Paris Climate Change Conference: Five things you must know!

The Paris climate summit is being held in Le Bourget, France, from 30 November to 11 December.  

Updated: Nov 30, 2015, 15:43 PM IST

Ritu Singh

As the historic Paris climate summit kicks off on Monday, world leaders have the challenge of coming to a mutual decision on how to prevent climate change, which could have disastrous consequences in the future if not checked on time.

What is COP21?

It is the 21st Conference of the Parties, i.e. the annual meeting of all countries which want to take action with regard to global warming. It is being held in Le Bourget, France, from 30 November to 11 December. A total of 147 heads of state and government will attend the summit.

Objective of the meet:

  • The goal of the Convention is to reduce greenhouse gas emissions to limit the global temperature increase to 2 °C above pre-industrial levels.
  • The objective is also to achieve a legally binding and universal agreement on climate, from all the nations of the world.

Why is the meeting being held?

Current commitments on greenhouse gas emissions run out in 2020, therefore, Paris government is expected to produce an agreement on what happens for the decade after that and potentially beyond.

Also Read: Paris Climate Conference: 5 reasons why chances are better this time

What is the host country's stand:

France is one of the lowest greenhouse gas emitters among industralized nations, producing just 1.2% of global emissions, while accounting for 4.2% of global GDP. France is a contributor to the Global Environment Facility and the Clean Technology Fund, also participating in the work of the Board of the Green Climate Fund, to which it will be contributing a total of $1 billion by 2018.

The big issue:

The tension is between the rich countries, which historically have the largest carbon footprint leading to global warming and which tend to be less affected by its consequences, and the poorer, developing countries.

Rich countries have pledged to give poor nations $100bn a year by 2020 to help them reduce emissions and adapt to climate change.

Where does India stand:

Environment Minister Prakash Javadekar has said that India expects an "equitable and just" climate agreement in Paris and does not want the Paris summit to fail unlike the Copenhagen summit which the minister said people have termed as "flopenhagen".

Prime Minister Narendra Modi is visiting Paris on November 30 to take part in the inaugural session of the UN climate change summit.

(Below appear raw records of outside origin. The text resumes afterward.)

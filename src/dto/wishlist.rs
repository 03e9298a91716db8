use serde::{Deserialize, Serialize};
use utoipa::{IntoParams, ToSchema};

use crate::models::ProductSummary;

#[derive(Debug, Deserialize, Serialize, ToSchema)]
pub struct AddWishlistRequest {
    pub product_id: i64,
}

#[derive(Debug, Clone, Copy, PartialEq, Eq, Deserialize, Serialize, ToSchema)]
#[serde(rename_all = "snake_case")]
pub enum WishlistAction {
    Add,
    Remove,
}

#[derive(Debug, Deserialize, ToSchema)]
pub struct UpdateWishlistRequest {
    pub product_id: i64,
    #[serde(rename = "type")]
    pub action: WishlistAction,
}

#[derive(Debug, Deserialize, ToSchema, IntoParams)]
pub struct WishlistPageQuery {
    pub page: Option<i64>,
    pub page_size: Option<i64>,
}

#[derive(Debug, Serialize, ToSchema)]
#[serde(transparent)]
pub struct WishlistProductList {
    #[schema(value_type = Vec<ProductSummary>)]
    pub items: Vec<ProductSummary>,
}

#[derive(Debug, Serialize, ToSchema)]
pub struct UserWishlist {
    pub product_ids: Vec<i64>,
    pub items: Vec<ProductSummary>,
}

If India is compelled to agree to carbon cuts, it will have to cut down on using coal energy that is a significant stay in the energy supply in the country. India has said that it will not agree to any proposal at the climate change negotiations that will seek to restrict the use of coal as a source of energy in the near term but it will have to promise something in terms of how it will cut down on carbon emission by harnessing alternative forms of energy supply.

India has embarked on an ambitious renewable energy pathway, but coal is likely to remain its primary source of energy for the next couple of decades at least. In a recent projection, the government had said it hoped to bring down its dependence on coal for electricity production from the current 61 per cent to 57 per cent by 2031-32.

Highlights of India's climate action plan:

Highlights of India's climate action plan, known as Intended Nationally Determined Contributions (INDCs), as announced by Environment Minister Prakash Javadekar are as follows:

- To reduce the emissions intensity by 33-35 percent by 2030 and achieve 40 percent cumulative electric power installed capacity from non-fossil fuel-based energy resources by 2030

- To propagate a healthy and sustainable way of living based on traditions and values of conservation and moderation

- To create an additional carbon sink of 2.5 to 3 billion tonnes of CO2 through additional forest and tree cover by 2030.

- To better adapt to climate change by enhancing investments in development programmes in sectors vulnerable to climate change, particularly agriculture, water resources, Himalayan region, coastal regions, health and disaster management

- To mobilise domestic and new and additional funds from developed countries to implement the above mitigation and adaptation actions in view of the resource required and the resource gap.

- To build capacities, create domestic framework and international architecture for quick diffusion of cutting edge climate technology in India and for joint collaborative R&D for such future technologies

- Reflect issues of mitigation, adaptation, finance, technology transfer and capacity building.